● Work required: Please output the data exactly, without omitting anything.

● Stored items:

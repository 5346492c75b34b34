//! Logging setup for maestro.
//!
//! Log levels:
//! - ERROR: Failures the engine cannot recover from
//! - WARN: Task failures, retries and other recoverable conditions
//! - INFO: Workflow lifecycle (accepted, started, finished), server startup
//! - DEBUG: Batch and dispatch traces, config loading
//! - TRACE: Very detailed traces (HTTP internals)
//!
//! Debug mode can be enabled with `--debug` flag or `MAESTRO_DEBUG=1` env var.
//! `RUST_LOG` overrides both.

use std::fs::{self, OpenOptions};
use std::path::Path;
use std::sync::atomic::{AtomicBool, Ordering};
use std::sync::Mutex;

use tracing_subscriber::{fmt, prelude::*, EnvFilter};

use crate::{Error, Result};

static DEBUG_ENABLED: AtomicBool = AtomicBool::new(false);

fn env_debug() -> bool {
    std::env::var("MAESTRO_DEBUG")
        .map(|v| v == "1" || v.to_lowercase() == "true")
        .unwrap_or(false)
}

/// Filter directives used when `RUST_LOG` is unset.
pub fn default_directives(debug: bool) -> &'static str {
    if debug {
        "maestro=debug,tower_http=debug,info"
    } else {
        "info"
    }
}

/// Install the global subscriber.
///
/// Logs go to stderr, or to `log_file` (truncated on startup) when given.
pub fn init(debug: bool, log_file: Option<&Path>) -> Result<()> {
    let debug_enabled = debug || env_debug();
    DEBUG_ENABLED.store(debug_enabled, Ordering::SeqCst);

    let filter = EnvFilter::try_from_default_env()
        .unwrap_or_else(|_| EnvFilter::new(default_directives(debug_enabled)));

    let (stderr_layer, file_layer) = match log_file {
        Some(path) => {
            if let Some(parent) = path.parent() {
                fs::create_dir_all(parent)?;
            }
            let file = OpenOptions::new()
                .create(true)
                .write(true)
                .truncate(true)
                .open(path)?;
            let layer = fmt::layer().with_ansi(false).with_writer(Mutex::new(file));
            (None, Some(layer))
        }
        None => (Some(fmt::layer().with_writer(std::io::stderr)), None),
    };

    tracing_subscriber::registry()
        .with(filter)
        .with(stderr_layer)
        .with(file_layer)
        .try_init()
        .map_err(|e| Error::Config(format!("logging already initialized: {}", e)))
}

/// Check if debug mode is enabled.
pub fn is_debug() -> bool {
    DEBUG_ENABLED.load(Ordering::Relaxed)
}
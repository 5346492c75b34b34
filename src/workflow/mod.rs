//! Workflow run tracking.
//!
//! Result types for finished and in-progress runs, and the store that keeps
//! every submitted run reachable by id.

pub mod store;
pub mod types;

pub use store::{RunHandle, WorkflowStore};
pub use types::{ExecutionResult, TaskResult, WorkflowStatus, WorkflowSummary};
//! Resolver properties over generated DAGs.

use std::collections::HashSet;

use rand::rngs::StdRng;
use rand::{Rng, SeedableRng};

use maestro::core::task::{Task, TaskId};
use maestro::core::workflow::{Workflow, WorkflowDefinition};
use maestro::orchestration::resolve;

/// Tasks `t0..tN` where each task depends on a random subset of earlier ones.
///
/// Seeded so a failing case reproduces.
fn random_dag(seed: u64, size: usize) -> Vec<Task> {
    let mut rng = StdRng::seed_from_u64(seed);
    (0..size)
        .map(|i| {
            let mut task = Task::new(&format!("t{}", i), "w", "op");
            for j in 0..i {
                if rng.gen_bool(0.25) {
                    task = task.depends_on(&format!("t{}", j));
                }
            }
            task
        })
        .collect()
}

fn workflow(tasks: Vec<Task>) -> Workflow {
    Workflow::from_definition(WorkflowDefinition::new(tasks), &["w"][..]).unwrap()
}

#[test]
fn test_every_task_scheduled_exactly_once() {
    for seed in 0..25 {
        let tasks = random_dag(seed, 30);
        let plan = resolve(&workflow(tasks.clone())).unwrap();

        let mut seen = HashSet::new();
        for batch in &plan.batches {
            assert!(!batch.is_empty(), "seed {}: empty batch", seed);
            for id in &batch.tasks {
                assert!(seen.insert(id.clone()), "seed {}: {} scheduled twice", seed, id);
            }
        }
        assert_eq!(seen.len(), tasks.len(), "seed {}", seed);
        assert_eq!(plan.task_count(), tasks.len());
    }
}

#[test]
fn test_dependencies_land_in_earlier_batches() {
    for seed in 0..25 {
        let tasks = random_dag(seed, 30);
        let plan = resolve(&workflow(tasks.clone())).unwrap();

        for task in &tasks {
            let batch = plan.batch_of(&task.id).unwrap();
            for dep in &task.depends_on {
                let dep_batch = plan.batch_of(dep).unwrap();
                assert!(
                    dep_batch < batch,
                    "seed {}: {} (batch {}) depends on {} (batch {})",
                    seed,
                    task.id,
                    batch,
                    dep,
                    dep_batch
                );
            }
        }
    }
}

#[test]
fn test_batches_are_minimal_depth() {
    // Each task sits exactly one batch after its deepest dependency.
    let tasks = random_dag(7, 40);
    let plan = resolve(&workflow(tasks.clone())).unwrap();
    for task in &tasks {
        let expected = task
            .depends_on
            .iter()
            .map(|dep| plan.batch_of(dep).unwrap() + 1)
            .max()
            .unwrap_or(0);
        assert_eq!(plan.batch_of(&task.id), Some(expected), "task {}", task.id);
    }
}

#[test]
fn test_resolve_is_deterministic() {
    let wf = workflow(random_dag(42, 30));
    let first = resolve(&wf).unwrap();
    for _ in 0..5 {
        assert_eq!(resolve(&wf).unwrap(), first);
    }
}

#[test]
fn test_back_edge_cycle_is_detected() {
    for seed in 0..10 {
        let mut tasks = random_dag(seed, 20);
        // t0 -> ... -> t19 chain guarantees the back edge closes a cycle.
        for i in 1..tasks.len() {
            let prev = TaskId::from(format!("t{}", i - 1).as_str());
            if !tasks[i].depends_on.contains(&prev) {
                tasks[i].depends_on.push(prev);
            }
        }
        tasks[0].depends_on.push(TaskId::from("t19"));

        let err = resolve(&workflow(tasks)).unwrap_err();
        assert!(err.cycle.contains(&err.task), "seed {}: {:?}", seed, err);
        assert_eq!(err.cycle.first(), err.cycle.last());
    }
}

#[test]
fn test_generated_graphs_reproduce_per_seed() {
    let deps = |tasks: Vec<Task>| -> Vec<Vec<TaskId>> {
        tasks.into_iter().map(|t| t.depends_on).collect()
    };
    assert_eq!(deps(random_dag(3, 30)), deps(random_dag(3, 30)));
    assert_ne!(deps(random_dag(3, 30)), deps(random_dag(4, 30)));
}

● Task result:
repository 5346492c75b34b34
//! Logging setup for maestro.
//!
//! Log levels:
//! - ERROR: Failures the engine cannot recover from
//! - WARN: Task failures, retries and other recoverable conditions
//! - INFO: Workflow lifecycle (accepted, started, finished), server startup
//! - DEBUG: Batch and dispatch traces, config loading
//! - TRACE: Very detailed traces (HTTP internals)
//!
//! Debug mode can be enabled with `--debug` flag or `MAESTRO_DEBUG=1` env var.
//! `RUST_LOG` overrides both.

use std::fs::{self, OpenOptions};
use std::path::Path;
use std::sync::atomic::{AtomicBool, Ordering};
use std::sync::Mutex;

use tracing_subscriber::{fmt, prelude::*, EnvFilter};

use crate::{Error, Result};

static DEBUG_ENABLED: AtomicBool = AtomicBool::new(false);

fn env_debug() -> bool {
    std::env::var("MAESTRO_DEBUG")
        .map(|v| v == "1" || v.to_lowercase() == "true")
        .unwrap_or(false)
}

/// Filter directives used when `RUST_LOG` is unset.
pub fn default_directives(debug: bool) -> &'static str {
    if debug {
        "maestro=debug,tower_http=debug,info"
    } else {
        "info"
    }
}

/// Install the global subscriber.
///
/// Logs go to stderr, or to `log_file` (truncated on startup) when given.
pub fn init(debug: bool, log_file: Option<&Path>) -> Result<()> {
    let debug_enabled = debug || env_debug();
    DEBUG_ENABLED.store(debug_enabled, Ordering::SeqCst);

    let filter = EnvFilter::try_from_default_env()
        .unwrap_or_else(|_| EnvFilter::new(default_directives(debug_enabled)));

    let (stderr_layer, file_layer) = match log_file {
        Some(path) => {
            if let Some(parent) = path.parent() {
                fs::create_dir_all(parent)?;
            }
            let file = OpenOptions::new()
                .create(true)
                .write(true)
                .truncate(true)
                .open(path)?;
            let layer = fmt::layer().with_ansi(false).with_writer(Mutex::new(file));
            (None, Some(layer))
        }
        None => (Some(fmt::layer().with_writer(std::io::stderr)), None),
    };

    tracing_subscriber::registry()
        .with(filter)
        .with(stderr_layer)
        .with(file_layer)
        .try_init()
        .map_err(|e| Error::Config(format!("logging already initialized: {}", e)))
}

/// Check if debug mode is enabled.
pub fn is_debug() -> bool {
    DEBUG_ENABLED.load(Ordering::Relaxed)
}
repository 5346492c75b34b34
filename src/workflow/mod.rs
//! Workflow run tracking.
//!
//! Result types for finished and in-progress runs, and the store that keeps
//! every submitted run reachable by id.

pub mod store;
pub mod types;

pub use store::{RunHandle, WorkflowStore};
pub use types::{ExecutionResult, TaskResult, WorkflowStatus, WorkflowSummary};
//! Resolver properties over generated DAGs.

use std::collections::HashSet;

use rand::rngs::StdRng;
use rand::{Rng, SeedableRng};

use maestro::core::task::{Task, TaskId};
use maestro::core::workflow::{Workflow, WorkflowDefinition};
use maestro::orchestration::resolve;

/// Tasks `t0..tN` where each task depends on a random subset of earlier ones.
///
/// Seeded so a failing case reproduces.
fn random_dag(seed: u64, size: usize) -> Vec<Task> {
    let mut rng = StdRng::seed_from_u64(seed);
    (0..size)
        .map(|i| {
            let mut task = Task::new(&format!("t{}", i), "w", "op");
            for j in 0..i {
                if rng.gen_bool(0.25) {
                    task = task.depends_on(&format!("t{}", j));
                }
            }
            task
        })
        .collect()
}

fn workflow(tasks: Vec<Task>) -> Workflow {
    Workflow::from_definition(WorkflowDefinition::new(tasks), &["w"][..]).unwrap()
}

#[test]
fn test_every_task_scheduled_exactly_once() {
    for seed in 0..25 {
        let tasks = random_dag(seed, 30);
        let plan = resolve(&workflow(tasks.clone())).unwrap();

        let mut seen = HashSet::new();
        for batch in &plan.batches {
            assert!(!batch.is_empty(), "seed {}: empty batch", seed);
            for id in &batch.tasks {
                assert!(seen.insert(id.clone()), "seed {}: {} scheduled twice", seed, id);
            }
        }
        assert_eq!(seen.len(), tasks.len(), "seed {}", seed);
        assert_eq!(plan.task_count(), tasks.len());
    }
}

#[test]
fn test_dependencies_land_in_earlier_batches() {
    for seed in 0..25 {
        let tasks = random_dag(seed, 30);
        let plan = resolve(&workflow(tasks.clone())).unwrap();

        for task in &tasks {
            let batch = plan.batch_of(&task.id).unwrap();
            for dep in &task.depends_on {
                let dep_batch = plan.batch_of(dep).unwrap();
                assert!(
                    dep_batch < batch,
                    "seed {}: {} (batch {}) depends on {} (batch {})",
                    seed,
                    task.id,
                    batch,
                    dep,
                    dep_batch
                );
            }
        }
    }
}

#[test]
fn test_batches_are_minimal_depth() {
    // Each task sits exactly one batch after its deepest dependency.
    let tasks = random_dag(7, 40);
    let plan = resolve(&workflow(tasks.clone())).unwrap();
    for task in &tasks {
        let expected = task
            .depends_on
            .iter()
            .map(|dep| plan.batch_of(dep).unwrap() + 1)
            .max()
            .unwrap_or(0);
        assert_eq!(plan.batch_of(&task.id), Some(expected), "task {}", task.id);
    }
}

#[test]
fn test_resolve_is_deterministic() {
    let wf = workflow(random_dag(42, 30));
    let first = resolve(&wf).unwrap();
    for _ in 0..5 {
        assert_eq!(resolve(&wf).unwrap(), first);
    }
}

#[test]
fn test_back_edge_cycle_is_detected() {
    for seed in 0..10 {
        let mut tasks = random_dag(seed, 20);
        // t0 -> ... -> t19 chain guarantees the back edge closes a cycle.
        for i in 1..tasks.len() {
            let prev = TaskId::from(format!("t{}", i - 1).as_str());
            if !tasks[i].depends_on.contains(&prev) {
                tasks[i].depends_on.push(prev);
            }
        }
        tasks[0].depends_on.push(TaskId::from("t19"));

        let err = resolve(&workflow(tasks)).unwrap_err();
        assert!(err.cycle.contains(&err.task), "seed {}: {:?}", seed, err);
        assert_eq!(err.cycle.first(), err.cycle.last());
    }
}

#[test]
fn test_generated_graphs_reproduce_per_seed() {
    let deps = |tasks: Vec<Task>| -> Vec<Vec<TaskId>> {
        tasks.into_iter().map(|t| t.depends_on).collect()
    };
    assert_eq!(deps(random_dag(3, 30)), deps(random_dag(3, 30)));
    assert_ne!(deps(random_dag(3, 30)), deps(random_dag(4, 30)));
}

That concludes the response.